Dudleya Genomics Pipeline

Dr. Justen Whittall, Evan Hackstadt, Karina Martinez, Dante Cable

Instructions last updated: 1/14/26

Pipeline Architecture

Snakefile — contains the bulk of the pipeline. It is a list of steps (terminal commands / scripts) to process the data.
The Snakefile depends on two config files that tell it what to do:
- config/profile.yaml — contains parameters telling Snakemake to use SLURM and specifying default resources.
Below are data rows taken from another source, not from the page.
//! Quantum gate types.

use serde::{Deserialize, Serialize};

/// Standard gates with known semantics.
///
/// Rotation angles are concrete `f64` radians: the trajectory engine applies
/// gates numerically, so symbolic parameters never reach this layer.
#[derive(Debug, Clone, Copy, PartialEq, Serialize, Deserialize)]
#[non_exhaustive]
pub enum StandardGate {
    // Single-qubit Pauli gates
    /// Identity gate.
    I,
    /// Pauli-X gate.
    X,
    /// Pauli-Y gate.
    Y,
    /// Pauli-Z gate.
    Z,

    // Single-qubit Clifford gates
    /// Hadamard gate.
    H,
    /// S gate (sqrt(Z)).
    S,
    /// S-dagger gate.
    Sdg,
    /// T gate (fourth root of Z).
    T,
    /// T-dagger gate.
    Tdg,
    /// sqrt(X) gate.
    SX,
    /// sqrt(X)-dagger gate.
    SXdg,

    // Single-qubit rotation gates
    /// Rotation around X axis.
    Rx(f64),
    /// Rotation around Y axis.
    Ry(f64),
    /// Rotation around Z axis.
    Rz(f64),
    /// Phase gate.
    P(f64),
    /// Universal single-qubit gate U(θ, φ, λ).
    U(f64, f64, f64),

    // Two-qubit gates
    /// Controlled-X (CNOT) gate.
    CX,
    /// Controlled-Y gate.
    CY,
    /// Controlled-Z gate.
    CZ,
    /// Controlled-Hadamard gate.
    CH,
    /// SWAP gate.
    Swap,
    /// iSWAP gate.
    ISwap,
    /// Controlled rotation around Z.
    CRz(f64),
    /// Controlled phase gate.
    CP(f64),

    // Three-qubit gates
    /// Toffoli gate (CCX).
    CCX,
    /// Fredkin gate (CSWAP).
    CSwap,
}

impl StandardGate {
    /// Get the name of this gate.
    #[inline]
    pub fn name(&self) -> &'static str {
        match self {
            StandardGate::I => "id",
            StandardGate::X => "x",
            StandardGate::Y => "y",
            StandardGate::Z => "z",
            StandardGate::H => "h",
            StandardGate::S => "s",
            StandardGate::Sdg => "sdg",
            StandardGate::T => "t",
            StandardGate::Tdg => "tdg",
            StandardGate::SX => "sx",
            StandardGate::SXdg => "sxdg",
            StandardGate::Rx(_) => "rx",
            StandardGate::Ry(_) => "ry",
            StandardGate::Rz(_) => "rz",
            StandardGate::P(_) => "p",
            StandardGate::U(_, _, _) => "u",
            StandardGate::CX => "cx",
            StandardGate::CY => "cy",
            StandardGate::CZ => "cz",
            StandardGate::CH => "ch",
            StandardGate::Swap => "swap",
            StandardGate::ISwap => "iswap",
            StandardGate::CRz(_) => "crz",
            StandardGate::CP(_) => "cp",
            StandardGate::CCX => "ccx",
            StandardGate::CSwap => "cswap",
        }
    }

    /// Get the number of qubits this gate operates on.
    #[inline]
    pub fn num_qubits(&self) -> u32 {
        match self {
            StandardGate::I
            | StandardGate::X
            | StandardGate::Y
            | StandardGate::Z
            | StandardGate::H
            | StandardGate::S
            | StandardGate::Sdg
            | StandardGate::T
            | StandardGate::Tdg
            | StandardGate::SX
            | StandardGate::SXdg
            | StandardGate::Rx(_)
            | StandardGate::Ry(_)
            | StandardGate::Rz(_)
            | StandardGate::P(_)
            | StandardGate::U(_, _, _) => 1,

            StandardGate::CX
            | StandardGate::CY
            | StandardGate::CZ
            | StandardGate::CH
            | StandardGate::Swap
            | StandardGate::ISwap
            | StandardGate::CRz(_)
            | StandardGate::CP(_) => 2,

            StandardGate::CCX | StandardGate::CSwap => 3,
        }
    }

    /// Whether this gate touches more than one qubit.
    ///
    /// Multi-qubit gates draw noise with the scaled multi-qubit error
    /// probability downstream.
    #[inline]
    pub fn is_multi_qubit(&self) -> bool {
        self.num_qubits() > 1
    }
}

#[cfg(test)]
mod tests {
    use super::*;
    use std::f64::consts::PI;

    #[test]
    fn test_standard_gate_properties() {
        assert_eq!(StandardGate::H.num_qubits(), 1);
        assert_eq!(StandardGate::CX.num_qubits(), 2);
        assert_eq!(StandardGate::CCX.num_qubits(), 3);

        assert_eq!(StandardGate::Rx(PI).name(), "rx");
        assert!(!StandardGate::H.is_multi_qubit());
        assert!(StandardGate::Swap.is_multi_qubit());
    }
}
//! Noise configuration and derived channel matrices.

use alsvid_engine::Matrix2;
use num_complex::Complex64;
use serde::{Deserialize, Serialize};

use crate::error::{StochError, StochResult};

/// A decoherence effect injected at gate boundaries.
#[derive(Debug, Clone, Copy, PartialEq, Eq, Hash, Serialize, Deserialize)]
pub enum NoiseEffect {
    /// Energy relaxation (T1 decay), code `A`.
    AmplitudeDamping,
    /// Z applied with the gate error probability, code `P`.
    PhaseFlip,
    /// Random Pauli (X, Y, or Z), code `D`.
    Depolarizing,
}

impl NoiseEffect {
    /// Parse a single effect code.
    pub fn from_code(code: char) -> StochResult<Self> {
        match code {
            'A' => Ok(NoiseEffect::AmplitudeDamping),
            'P' => Ok(NoiseEffect::PhaseFlip),
            'D' => Ok(NoiseEffect::Depolarizing),
            other => Err(StochError::UnknownNoiseEffect(other)),
        }
    }

    /// The single-character code of this effect.
    pub fn code(&self) -> char {
        match self {
            NoiseEffect::AmplitudeDamping => 'A',
            NoiseEffect::PhaseFlip => 'P',
            NoiseEffect::Depolarizing => 'D',
        }
    }
}

/// Validated noise parameters, immutable after construction.
///
/// Holds the enabled effect set, the single- and multi-qubit gate error
/// probabilities, the amplitude-damping probabilities, and the four derived
/// Kraus-branch matrices (damping occurred / absent × single / multi). Shared
/// read-only by every trajectory.
#[derive(Debug, Clone)]
pub struct NoiseConfig {
    effects: Vec<NoiseEffect>,
    descriptor: String,
    probability: f64,
    probability_multi: f64,
    amp_damping: f64,
    amp_damping_multi: f64,
    damping_occurred: Matrix2,
    damping_occurred_multi: Matrix2,
    damping_absent: Matrix2,
    damping_absent_multi: Matrix2,
}

fn damping_occurred_matrix(amplitude: f64) -> Matrix2 {
    let zero = Complex64::new(0.0, 0.0);
    [[zero, Complex64::new(amplitude, 0.0)], [zero, zero]]
}

fn damping_absent_matrix(amplitude: f64) -> Matrix2 {
    let zero = Complex64::new(0.0, 0.0);
    [
        [Complex64::new(1.0, 0.0), zero],
        [zero, Complex64::new(amplitude, 0.0)],
    ]
}

impl NoiseConfig {
    /// Build a validated configuration.
    ///
    /// `descriptor` names the enabled effects as `A`/`P`/`D` codes.
    /// `amp_damping` defaults to `2 * probability` when `None`; amplitude
    /// damping (T1) is typically about twice as likely as a phase flip.
    /// `multi_qubit_factor` scales the error probability of gates touching
    /// more than one qubit.
    pub fn new(
        descriptor: &str,
        probability: f64,
        amp_damping: Option<f64>,
        multi_qubit_factor: f64,
    ) -> StochResult<Self> {
        let mut effects = Vec::with_capacity(descriptor.len());
        for code in descriptor.chars() {
            effects.push(NoiseEffect::from_code(code)?);
        }

        let amp_damping = amp_damping.unwrap_or(probability * 2.0);
        if amp_damping * multi_qubit_factor > 1.0 || probability < 0.0 {
            return Err(StochError::InvalidProbabilities {
                single_prob: probability,
                multi_prob: probability * multi_qubit_factor,
                single_damping: amp_damping,
                multi_damping: amp_damping * multi_qubit_factor,
            });
        }

        let sqrt_damping = amp_damping.sqrt();
        let keep = (1.0 - amp_damping).sqrt();
        // TODO: confirm whether scaling sqrt(probability) by the factor is
        // intended here rather than sqrt(amp_damping * factor); the multi-qubit
        // branch pair does not normalize for factor != 1.
        let sqrt_damping_multi = probability.sqrt() * multi_qubit_factor;
        let keep_multi = (1.0 - multi_qubit_factor * amp_damping).sqrt();

        Ok(Self {
            effects,
            descriptor: descriptor.to_string(),
            probability,
            probability_multi: probability * multi_qubit_factor,
            amp_damping,
            amp_damping_multi: amp_damping * multi_qubit_factor,
            damping_occurred: damping_occurred_matrix(sqrt_damping),
            damping_occurred_multi: damping_occurred_matrix(sqrt_damping_multi),
            damping_absent: damping_absent_matrix(keep),
            damping_absent_multi: damping_absent_matrix(keep_multi),
        })
    }

    /// The enabled effects, in descriptor order.
    pub fn effects(&self) -> &[NoiseEffect] {
        &self.effects
    }

    /// The original effect descriptor string.
    pub fn descriptor(&self) -> &str {
        &self.descriptor
    }

    /// Gate error probability for a single- or multi-qubit gate.
    pub fn gate_error_probability(&self, multi_qubit: bool) -> f64 {
        if multi_qubit {
            self.probability_multi
        } else {
            self.probability
        }
    }

    /// Amplitude-damping branch probability for a single- or multi-qubit gate.
    pub fn damping_probability(&self, multi_qubit: bool) -> f64 {
        if multi_qubit {
            self.amp_damping_multi
        } else {
            self.amp_damping
        }
    }

    /// Kraus branch applied when damping occurred.
    pub fn damping_occurred(&self, multi_qubit: bool) -> &Matrix2 {
        if multi_qubit {
            &self.damping_occurred_multi
        } else {
            &self.damping_occurred
        }
    }

    /// Kraus branch applied when damping did not occur.
    pub fn damping_absent(&self, multi_qubit: bool) -> &Matrix2 {
        if multi_qubit {
            &self.damping_absent_multi
        } else {
            &self.damping_absent
        }
    }
}

#[cfg(test)]
mod tests {
    use super::*;
    use proptest::prelude::*;

    #[test]
    fn test_effect_codes() {
        assert_eq!(
            NoiseEffect::from_code('A').unwrap(),
            NoiseEffect::AmplitudeDamping
        );
        assert_eq!(NoiseEffect::PhaseFlip.code(), 'P');
    }

    #[test]
    fn test_descriptor_parsing() {
        let config = NoiseConfig::new("APD", 0.01, None, 2.0).unwrap();
        assert_eq!(
            config.effects(),
            &[
                NoiseEffect::AmplitudeDamping,
                NoiseEffect::PhaseFlip,
                NoiseEffect::Depolarizing
            ]
        );
        assert_eq!(config.descriptor(), "APD");
    }

    #[test]
    fn test_unknown_effect_names_offender() {
        let err = NoiseConfig::new("AXD", 0.01, None, 2.0).unwrap_err();
        assert!(matches!(err, StochError::UnknownNoiseEffect('X')));
    }

    #[test]
    fn test_damping_defaults_to_twice_probability() {
        let config = NoiseConfig::new("A", 0.1, None, 2.0).unwrap();
        assert!((config.damping_probability(false) - 0.2).abs() < 1e-12);
        assert!((config.damping_probability(true) - 0.4).abs() < 1e-12);
        assert!((config.gate_error_probability(true) - 0.2).abs() < 1e-12);
    }

    #[test]
    fn test_damping_override() {
        let config = NoiseConfig::new("A", 0.1, Some(0.05), 2.0).unwrap();
        assert!((config.damping_probability(false) - 0.05).abs() < 1e-12);
    }

    #[test]
    fn test_probability_combination_rejected() {
        let err = NoiseConfig::new("APD", 0.3, None, 2.0).unwrap_err();
        match err {
            StochError::InvalidProbabilities {
                single_prob,
                multi_damping,
                ..
            } => {
                assert!((single_prob - 0.3).abs() < 1e-12);
                assert!((multi_damping - 1.2).abs() < 1e-12);
            }
            other => panic!("unexpected error: {other:?}"),
        }
    }

    #[test]
    fn test_negative_probability_rejected() {
        let err = NoiseConfig::new("P", -0.01, Some(0.0), 2.0).unwrap_err();
        assert!(matches!(err, StochError::InvalidProbabilities { .. }));
    }

    proptest! {
        /// The single-qubit damping branch pair is a valid probability split
        /// whenever the derived damping probability fits the factor bound.
        #[test]
        fn prop_damping_branch_pair_normalizes(p in 0.0..0.5f64, factor in 1.0..2.0f64) {
            let damping = p * 2.0;
            prop_assume!(damping * factor <= 1.0);
            let config = NoiseConfig::new("APD", p, None, factor).unwrap();
            let occurred = config.damping_occurred(false)[0][1].norm_sqr();
            let absent = config.damping_absent(false)[1][1].norm_sqr();
            prop_assert!((occurred + absent - 1.0).abs() < 1e-12);
        }
    }
}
We do NOT normally change this.
- config/samples.yaml — paths to the ref genome, anc genome, and a dictionary mapping sample names to the paths to each raw file (R1 and R2). We MAY change this.
- update_sample_config.py — utility script providing an easy way to update samples config file.
submit_snakemake.sh — batch file that allows us to run the pipeline in the background (as a master SLURM job).

Running the Pipeline

Update sample config

Let's say we have new samples in a folder data/ that we want to process. First we need to udpate config/samples.yaml to point to our samples.

You can use the utility script, update_sample_config.py, to do this easily without editing the file directly.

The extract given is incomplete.